The Tracking Network provides data about health effects due to Chronic Obstructive Pulmonary Disease (COPD). These data can be used to assess the burden of COPD, monitor trends over time, identify high-risk groups, and enhance prevention, education, and evaluation efforts.
Understanding that the data have limitations is important. These data come from hospital records, but individuals may have COPD exacerbations due to exposure to an environmental risk factor that do not result in a hospital visit which are not reflected in this data. This limits the ability to compare data across states. In addition, death investigation laws and reporting vary by place. This limits the ability to compare mortality data across locations.
This indicator uses data from state emergency department records and the U.S. Census Bureau. It estimates the number and rate of emergency department visits for COPD. These data can be used to identify trends and patterns of emergency department visits over time and in different geographic areas, such as states and counties. Advanced options include age group, and gender. Data are available at the state and county level for select states.

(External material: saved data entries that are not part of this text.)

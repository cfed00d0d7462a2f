use ratatui::buffer::Buffer;
use ratatui::layout::Rect;
use ratatui::style::{Color, Style};
use ratatui::widgets::Widget;

/// 3x5 block glyphs for the digits 0-9.
const GLYPHS: [[&str; 5]; 10] = [
    ["###", "# #", "# #", "# #", "###"],
    [" # ", "## ", " # ", " # ", "###"],
    ["###", "  #", "###", "#  ", "###"],
    ["###", "  #", "###", "  #", "###"],
    ["# #", "# #", "###", "  #", "  #"],
    ["###", "#  ", "###", "  #", "###"],
    ["###", "#  ", "###", "# #", "###"],
    ["###", "  #", "  #", "  #", "  #"],
    ["###", "# #", "###", "# #", "###"],
    ["###", "# #", "###", "  #", "###"],
];

const GLYPH_HEIGHT: u16 = 5;
/// Each glyph pixel is two cells wide so digits look square.
const PIXEL_WIDTH: u16 = 2;
const GLYPH_WIDTH: u16 = 3 * PIXEL_WIDTH;
const GLYPH_GAP: u16 = 2;

/// Full-screen countdown: backdrop plus the value in block digits.
pub struct CountdownOverlay {
    pub value: u32,
    pub backdrop: Color,
    pub foreground: Color,
}

impl Widget for CountdownOverlay {
    fn render(self, area: Rect, buf: &mut Buffer) {
        buf.set_style(area, Style::default().bg(self.backdrop));

        let digits: Vec<usize> = self
            .value
            .to_string()
            .bytes()
            .map(|b| (b - b'0') as usize)
            .collect();
        let count = digits.len() as u16;
        let width = count * GLYPH_WIDTH + count.saturating_sub(1) * GLYPH_GAP;

        // too small for block digits
        if width > area.width || GLYPH_HEIGHT > area.height {
            let text = self.value.to_string();
            let x = area.x + area.width.saturating_sub(text.len() as u16) / 2;
            let y = area.y + area.height / 2;
            buf.set_string(x, y, text, Style::default().fg(self.foreground).bg(self.backdrop));
            return;
        }

        let left = area.x + (area.width - width) / 2;
        let top = area.y + (area.height - GLYPH_HEIGHT) / 2;
        let ink = Style::default().bg(self.foreground);

        for (i, digit) in digits.iter().enumerate() {
            let x0 = left + i as u16 * (GLYPH_WIDTH + GLYPH_GAP);
            for (row, line) in GLYPHS[*digit].iter().enumerate() {
                for (col, ch) in line.chars().enumerate() {
                    if ch != '#' {
                        continue;
                    }
                    let x = x0 + col as u16 * PIXEL_WIDTH;
                    let y = top + row as u16;
                    buf.set_style(Rect::new(x, y, PIXEL_WIDTH, 1), ink);
                }
            }
        }
    }
}
//! Mouse buttons as touch contacts.
//!
//! Each held button is one contact with a fixed id. Terminal cells are about
//! twice as tall as they are wide, so rows are scaled by [`CELL_ASPECT`] to
//! put touches on a square grid.

use std::collections::BTreeMap;

use crossterm::event::{MouseButton, MouseEvent, MouseEventKind};

use crate::game::{RawTouch, TouchId, Viewport};

/// Height of a terminal cell in units of its width.
pub const CELL_ASPECT: f64 = 2.0;

/// What the game sees from the pointer.
#[derive(Debug, Clone, PartialEq)]
pub enum TouchSignal {
    /// Every contact currently down, with positions.
    Move(Vec<RawTouch>),
    /// A contact lifted; `remaining` are still down.
    Release { remaining: usize },
}

/// Contact id for a mouse button.
pub fn contact_id(button: MouseButton) -> TouchId {
    match button {
        MouseButton::Left => 0,
        MouseButton::Right => 1,
        MouseButton::Middle => 2,
    }
}

/// Surface point for a terminal cell (its center).
pub fn cell_to_surface(column: u16, row: u16) -> (f64, f64) {
    (column as f64 + 0.5, (row as f64 + 0.5) * CELL_ASPECT)
}

/// Terminal cell containing a surface point.
pub fn surface_to_cell(x: f64, y: f64) -> (i32, i32) {
    (x.floor() as i32, (y / CELL_ASPECT).floor() as i32)
}

/// Touch surface covering a terminal of `columns` x `rows`.
pub fn viewport_for(columns: u16, rows: u16) -> Viewport {
    Viewport::new(columns as f64, rows as f64 * CELL_ASPECT)
}

/// Tracks held buttons and turns mouse events into touch signals.
#[derive(Debug, Default)]
pub struct PointerAdapter {
    contacts: BTreeMap<TouchId, (u16, u16)>,
}

impl PointerAdapter {
    pub fn new() -> Self {
        Self::default()
    }

    #[cfg(test)]
    pub fn active(&self) -> usize {
        self.contacts.len()
    }

    pub fn handle(&mut self, event: MouseEvent) -> Option<TouchSignal> {
        let cell = (event.column, event.row);
        match event.kind {
            MouseEventKind::Down(button) | MouseEventKind::Drag(button) => {
                self.contacts.insert(contact_id(button), cell);
                Some(TouchSignal::Move(self.raw_touches()))
            }
            MouseEventKind::Up(button) => {
                self.contacts.remove(&contact_id(button));
                Some(TouchSignal::Release {
                    remaining: self.contacts.len(),
                })
            }
            _ => None,
        }
    }

    fn raw_touches(&self) -> Vec<RawTouch> {
        self.contacts
            .iter()
            .map(|(&id, &(column, row))| {
                let (x, y) = cell_to_surface(column, row);
                RawTouch::new(id, x, y)
            })
            .collect()
    }
}

#[cfg(test)]
mod tests {
    use super::*;
    use crossterm::event::KeyModifiers;

    fn mouse(kind: MouseEventKind, column: u16, row: u16) -> MouseEvent {
        MouseEvent {
            kind,
            column,
            row,
            modifiers: KeyModifiers::NONE,
        }
    }

    #[test]
    fn press_reports_all_held_buttons() {
        let mut pa = PointerAdapter::new();
        pa.handle(mouse(MouseEventKind::Down(MouseButton::Left), 3, 4));
        let sig = pa.handle(mouse(MouseEventKind::Down(MouseButton::Right), 10, 1));

        assert_eq!(
            sig,
            Some(TouchSignal::Move(vec![
                RawTouch::new(0, 3.5, 9.0),
                RawTouch::new(1, 10.5, 3.0),
            ]))
        );
    }

    #[test]
    fn drag_updates_position() {
        let mut pa = PointerAdapter::new();
        pa.handle(mouse(MouseEventKind::Down(MouseButton::Left), 0, 0));
        let sig = pa.handle(mouse(MouseEventKind::Drag(MouseButton::Left), 5, 2));
        assert_eq!(sig, Some(TouchSignal::Move(vec![RawTouch::new(0, 5.5, 5.0)])));
    }

    #[test]
    fn release_counts_remaining() {
        let mut pa = PointerAdapter::new();
        pa.handle(mouse(MouseEventKind::Down(MouseButton::Left), 0, 0));
        pa.handle(mouse(MouseEventKind::Down(MouseButton::Middle), 1, 1));

        let first = pa.handle(mouse(MouseEventKind::Up(MouseButton::Left), 0, 0));
        assert_eq!(first, Some(TouchSignal::Release { remaining: 1 }));
        let last = pa.handle(mouse(MouseEventKind::Up(MouseButton::Middle), 1, 1));
        assert_eq!(last, Some(TouchSignal::Release { remaining: 0 }));
        assert_eq!(pa.active(), 0);
    }

    #[test]
    fn hover_and_scroll_ignored() {
        let mut pa = PointerAdapter::new();
        assert_eq!(pa.handle(mouse(MouseEventKind::Moved, 2, 2)), None);
        assert_eq!(pa.handle(mouse(MouseEventKind::ScrollUp, 2, 2)), None);
    }

    #[test]
    fn cell_round_trip() {
        let (x, y) = cell_to_surface(7, 3);
        assert_eq!(surface_to_cell(x, y), (7, 3));
        assert_eq!(viewport_for(80, 24), Viewport::new(80.0, 48.0));
    }
}
use ratatui::style::{Color, Modifier, Style};

use crate::config::AppearanceConfig;

// ─── Color Palette (terminal-adaptive, transparency-friendly) ──────────

/// Background: Reset, so the terminal background shows through
pub const BG: Color = Color::Reset;

/// Primary text color
pub const FG: Color = Color::White;

/// Dimmed text (labels, inactive elements)
pub const FG_DIM: Color = Color::DarkGray;

/// Accent color (keybinding hints, borders)
pub const ACCENT: Color = Color::Cyan;

/// Status bar background
pub const STATUS_BG: Color = Color::Black;

/// Colors the board is drawn with
#[derive(Debug, Clone)]
pub struct Theme {
    pub palette: Vec<Color>,
    pub backdrop: Color,
}

impl Theme {
    pub fn from_config(appearance: &AppearanceConfig) -> Self {
        Self {
            palette: appearance.palette.clone(),
            backdrop: appearance.backdrop,
        }
    }

    /// Player color for a palette slot
    pub fn player(&self, color_index: usize) -> Color {
        self.palette
            .get(color_index % self.palette.len().max(1))
            .copied()
            .unwrap_or(ACCENT)
    }

    pub fn palette_size(&self) -> usize {
        self.palette.len()
    }
}

impl Default for Theme {
    fn default() -> Self {
        Self::from_config(&AppearanceConfig::default())
    }
}

// ─── Style Constructors ──────────────────────────────────────────────────

pub fn style_default() -> Style {
    Style::default().fg(FG).bg(BG)
}

pub fn style_dim() -> Style {
    Style::default().fg(FG_DIM).bg(BG)
}

pub fn style_accent() -> Style {
    Style::default().fg(ACCENT).bg(BG)
}

pub fn style_accent_bold() -> Style {
    Style::default()
        .fg(ACCENT)
        .bg(BG)
        .add_modifier(Modifier::BOLD)
}

pub fn style_key_hint() -> Style {
    Style::default()
        .fg(ACCENT)
        .bg(STATUS_BG)
        .add_modifier(Modifier::BOLD)
}

pub fn style_key_desc() -> Style {
    Style::default().fg(FG_DIM).bg(STATUS_BG)
}

pub fn style_status() -> Style {
    Style::default().fg(FG).bg(STATUS_BG)
}

/// Label drawn on a colored marker or disc
pub fn style_label(bg: Color) -> Style {
    Style::default()
        .fg(Color::White)
        .bg(bg)
        .add_modifier(Modifier::BOLD)
}

#[cfg(test)]
mod tests {
    use super::*;

    #[test]
    fn player_color_wraps() {
        let theme = Theme {
            palette: vec![Color::Red, Color::Blue],
            backdrop: Color::Black,
        };
        assert_eq!(theme.player(0), Color::Red);
        assert_eq!(theme.player(3), Color::Blue);
    }

    #[test]
    fn empty_palette_falls_back_to_accent() {
        let theme = Theme {
            palette: Vec::new(),
            backdrop: Color::Black,
        };
        assert_eq!(theme.player(2), ACCENT);
    }
}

This indicator uses data collected by hospitals and estimates the number and rate of people who were admitted to the hospital due to COPD. It can be used to identify trends and patterns in COPD hospitalizations across time and space. This data may be compared with other risk factors, such as air pollution, to identify at-risk populations and environmental relationships. Advanced options include age group and gender.
This indicator uses data from death certificates to evaluate deaths that have identified COPD as an underlying cause. Advanced options include race/ethnicity, age group, and gender. Data are available for the entire United States.